[Material for the task — start]
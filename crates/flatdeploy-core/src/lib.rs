//! flatdeploy-core - Core library for flatdeploy
//!
//! This crate flattens the install roots of a package's dependency graph into
//! a single directory, including:
//! - Configuration file parsing and merging
//! - The dependency graph handed over by the package resolver
//! - Dependency-first graph traversal with diamond and cycle handling
//! - File merging with conflict reporting and symlink preservation
//! - Isolated and persistent deployment profiles with manifest output

pub mod config;
pub mod deploy;
pub mod error;
pub mod graph;

pub use error::{Error, Result};
//! flatdeploy CLI - flatten a package's runtime dependencies into one directory

use camino::Utf8PathBuf;
use clap::{Parser, Subcommand};
use flatdeploy_core::config::CONFIG_FILE_NAME;
use miette::Result;
use tracing_subscriber::{EnvFilter, fmt, prelude::*};

mod commands;

/// flatdeploy - deploy runtime dependencies into a single directory
#[derive(Debug, Parser)]
#[command(name = "flatdeploy")]
#[command(version, about, long_about = None)]
pub struct Cli {
    /// Enable verbose output
    #[arg(short, long, global = true)]
    verbose: bool,

    /// Configuration file describing the package and its dependency graph
    #[arg(short = 'C', long, global = true, default_value = CONFIG_FILE_NAME)]
    config: Utf8PathBuf,

    #[command(subcommand)]
    command: Commands,
}

#[derive(Debug, Subcommand)]
enum Commands {
    /// Merge every dependency's install root into the target root
    Deploy(commands::deploy::DeployArgs),

    /// Show the order in which dependencies would be merged
    Order,
}

fn main() -> Result<()> {
    let cli = Cli::parse();

    // Initialize tracing; RUST_LOG takes precedence over --verbose
    let default_level = if cli.verbose { "debug" } else { "info" };
    let filter =
        EnvFilter::try_from_default_env().unwrap_or_else(|_| EnvFilter::new(default_level));

    tracing_subscriber::registry()
        .with(fmt::layer().with_writer(std::io::stderr).with_target(false))
        .with(filter)
        .init();

    match cli.command {
        Commands::Deploy(args) => commands::deploy::run(&cli.config, args),
        Commands::Order => commands::order::run(&cli.config),
    }
}
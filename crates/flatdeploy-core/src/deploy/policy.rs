//! Deployment profiles and the policy each one resolves to

use camino::{Utf8Component, Utf8Path, Utf8PathBuf};
use serde::{Deserialize, Serialize};
use std::fmt;

use crate::graph::RootPackage;
use crate::{Error, Result};

/// Named deployment profile
#[derive(Debug, Clone, Copy, PartialEq, Eq, Default, Serialize, Deserialize)]
pub enum DeployProfile {
    /// Per-package target root under the output directory, rebuilt every run
    #[default]
    #[serde(rename = "flatdeploy", alias = "isolated")]
    Isolated,
    /// Long-lived user prefix (`$HOME/.local`), never cleared
    #[serde(rename = "persistent")]
    Persistent,
}

impl fmt::Display for DeployProfile {
    fn fmt(&self, f: &mut fmt::Formatter<'_>) -> fmt::Result {
        match self {
            DeployProfile::Isolated => write!(f, "flatdeploy"),
            DeployProfile::Persistent => write!(f, "persistent"),
        }
    }
}

/// Where a run deploys to and how it treats the target root
#[derive(Debug, Clone, PartialEq, Eq)]
pub struct DeployPolicy {
    /// Directory receiving all merged files
    pub target_root: Utf8PathBuf,
    /// Remove the target root before the run
    pub clear_before_run: bool,
    /// Remove the target root when the run fails
    pub cleanup_on_failure: bool,
}

impl DeployPolicy {
    /// `<output_dir>/<name>[-<version>]`, cleared before the run and on failure
    ///
    /// The directory name must be a single plain path component, since the
    /// target root is deleted recursively.
    pub fn isolated(output_dir: &Utf8Path, package: &RootPackage) -> Result<Self> {
        let dir_name = package.deploy_dir_name();
        let mut components = Utf8Path::new(&dir_name).components();
        let is_plain = matches!(
            (components.next(), components.next()),
            (Some(Utf8Component::Normal(_)), None)
        );
        if !is_plain {
            return Err(Error::config(
                format!("Invalid deployment directory name '{}'", dir_name),
                "Package name and version must not be empty or contain path separators",
            ));
        }

        Ok(Self {
            target_root: output_dir.join(dir_name),
            clear_before_run: true,
            cleanup_on_failure: true,
        })
    }

    /// Deploy into `prefix` without ever deleting it
    pub fn persistent(prefix: impl Into<Utf8PathBuf>) -> Self {
        Self {
            target_root: prefix.into(),
            clear_before_run: false,
            cleanup_on_failure: false,
        }
    }

    /// Deploy into `$HOME/.local` without ever deleting it
    pub fn persistent_in_home() -> Result<Self> {
        let home = dirs::home_dir().ok_or_else(|| {
            Error::config(
                "Cannot determine the home directory for the persistent profile",
                "Set HOME or configure deploy.persistent_prefix",
            )
        })?;
        let home = Utf8PathBuf::try_from(home).map_err(|e| {
            Error::config(
                format!("Home directory is not valid UTF-8: {:?}", e.as_path()),
                "Configure deploy.persistent_prefix with a UTF-8 path",
            )
        })?;
        Ok(Self::persistent(home.join(".local")))
    }

    /// Resolve a profile to its policy
    pub fn for_profile(
        profile: DeployProfile,
        output_dir: &Utf8Path,
        package: &RootPackage,
        persistent_prefix: Option<&Utf8Path>,
    ) -> Result<Self> {
        match (profile, persistent_prefix) {
            (DeployProfile::Isolated, _) => Self::isolated(output_dir, package),
            (DeployProfile::Persistent, Some(prefix)) => Ok(Self::persistent(prefix)),
            (DeployProfile::Persistent, None) => Self::persistent_in_home(),
        }
    }
}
[Material for the task — finish]
> _What the task requires_: In the data above, which lines lie between the line with "use flatdeploy_core::config::CONFIG_FILE_NAME;" and the line with "one resolves to", inclusive? Print those lines exactly and nothing else.

> _Task result_:
use flatdeploy_core::config::CONFIG_FILE_NAME;
use miette::Result;
use tracing_subscriber::{EnvFilter, fmt, prelude::*};

mod commands;

/// flatdeploy - deploy runtime dependencies into a single directory
#[derive(Debug, Parser)]
#[command(name = "flatdeploy")]
#[command(version, about, long_about = None)]
pub struct Cli {
    /// Enable verbose output
    #[arg(short, long, global = true)]
    verbose: bool,

    /// Configuration file describing the package and its dependency graph
    #[arg(short = 'C', long, global = true, default_value = CONFIG_FILE_NAME)]
    config: Utf8PathBuf,

    #[command(subcommand)]
    command: Commands,
}

#[derive(Debug, Subcommand)]
enum Commands {
    /// Merge every dependency's install root into the target root
    Deploy(commands::deploy::DeployArgs),

    /// Show the order in which dependencies would be merged
    Order,
}

fn main() -> Result<()> {
    let cli = Cli::parse();

    // Initialize tracing; RUST_LOG takes precedence over --verbose
    let default_level = if cli.verbose { "debug" } else { "info" };
    let filter =
        EnvFilter::try_from_default_env().unwrap_or_else(|_| EnvFilter::new(default_level));

    tracing_subscriber::registry()
        .with(fmt::layer().with_writer(std::io::stderr).with_target(false))
        .with(filter)
        .init();

    match cli.command {
        Commands::Deploy(args) => commands::deploy::run(&cli.config, args),
        Commands::Order => commands::order::run(&cli.config),
    }
}
filename crates/flatdeploy-core/src/deploy/policy.rs
//! Deployment profiles and the policy each one resolves to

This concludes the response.